→ Your instructions: What you return should be every record, retyped without a single change.

──────────

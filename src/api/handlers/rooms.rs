//! Room introspection handlers: list, get.

use axum::extract::{Path, State};
use axum::http::StatusCode;
use axum::response::IntoResponse;
use axum::routing::get;
use axum::{Json, Router};

use crate::api::dto::RoomListResponse;
use crate::app_state::AppState;
use crate::domain::{RoomCode, RoomSummary};
use crate::error::{ErrorResponse, RelayError};

/// `GET /rooms` — List occupied rooms.
#[utoipa::path(
    get,
    path = "/api/v1/rooms",
    tag = "Rooms",
    summary = "List rooms",
    description = "Returns every room that currently holds at least one connection.",
    responses(
        (status = 200, description = "Room list", body = RoomListResponse),
    )
)]
pub async fn list_rooms(State(state): State<AppState>) -> impl IntoResponse {
    let rooms = state.registry.list_rooms().await;
    let total = rooms.len();
    (StatusCode::OK, Json(RoomListResponse { rooms, total }))
}

/// `GET /rooms/{code}` — Get one room's occupancy.
///
/// # Errors
///
/// Returns [`RelayError::RoomNotFound`] if no room has this code.
#[utoipa::path(
    get,
    path = "/api/v1/rooms/{code}",
    tag = "Rooms",
    summary = "Get room",
    description = "Returns which role-slots of the room are occupied.",
    params(("code" = String, Path, description = "Room code (case-sensitive)")),
    responses(
        (status = 200, description = "Room summary", body = RoomSummary),
        (status = 404, description = "Room not found", body = ErrorResponse),
    )
)]
pub async fn get_room(
    State(state): State<AppState>,
    Path(code): Path<String>,
) -> Result<impl IntoResponse, RelayError> {
    let room_code =
        RoomCode::new(code.clone()).map_err(|_| RelayError::RoomNotFound(code.clone()))?;
    let summary = state
        .registry
        .room_summary(&room_code)
        .await
        .ok_or(RelayError::RoomNotFound(code))?;
    Ok((StatusCode::OK, Json(summary)))
}

/// Room routes, nested under `/api/v1` by the caller.
pub fn routes() -> Router<AppState> {
    Router::new()
        .route("/rooms", get(list_rooms))
        .route("/rooms/{code}", get(get_room))
}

──────────

→ Problem solution:
filename src/api/handlers/rooms.rs
//! Room introspection handlers: list, get.

use axum::extract::{Path, State};
use axum::http::StatusCode;
use axum::response::IntoResponse;
use axum::routing::get;
use axum::{Json, Router};

use crate::api::dto::RoomListResponse;
use crate::app_state::AppState;
use crate::domain::{RoomCode, RoomSummary};
use crate::error::{ErrorResponse, RelayError};

/// `GET /rooms` — List occupied rooms.
#[utoipa::path(
    get,
    path = "/api/v1/rooms",
    tag = "Rooms",
    summary = "List rooms",
    description = "Returns every room that currently holds at least one connection.",
    responses(
        (status = 200, description = "Room list", body = RoomListResponse),
    )
)]
pub async fn list_rooms(State(state): State<AppState>) -> impl IntoResponse {
    let rooms = state.registry.list_rooms().await;
    let total = rooms.len();
    (StatusCode::OK, Json(RoomListResponse { rooms, total }))
}

/// `GET /rooms/{code}` — Get one room's occupancy.
///
/// # Errors
///
/// Returns [`RelayError::RoomNotFound`] if no room has this code.
#[utoipa::path(
    get,
    path = "/api/v1/rooms/{code}",
    tag = "Rooms",
    summary = "Get room",
    description = "Returns which role-slots of the room are occupied.",
    params(("code" = String, Path, description = "Room code (case-sensitive)")),
    responses(
        (status = 200, description = "Room summary", body = RoomSummary),
        (status = 404, description = "Room not found", body = ErrorResponse),
    )
)]
pub async fn get_room(
    State(state): State<AppState>,
    Path(code): Path<String>,
) -> Result<impl IntoResponse, RelayError> {
    let room_code =
        RoomCode::new(code.clone()).map_err(|_| RelayError::RoomNotFound(code.clone()))?;
    let summary = state
        .registry
        .room_summary(&room_code)
        .await
        .ok_or(RelayError::RoomNotFound(code))?;
    Ok((StatusCode::OK, Json(summary)))
}

/// Room routes, nested under `/api/v1` by the caller.
pub fn routes() -> Router<AppState> {
    Router::new()
        .route("/rooms", get(list_rooms))
        .route("/rooms/{code}", get(get_room))
}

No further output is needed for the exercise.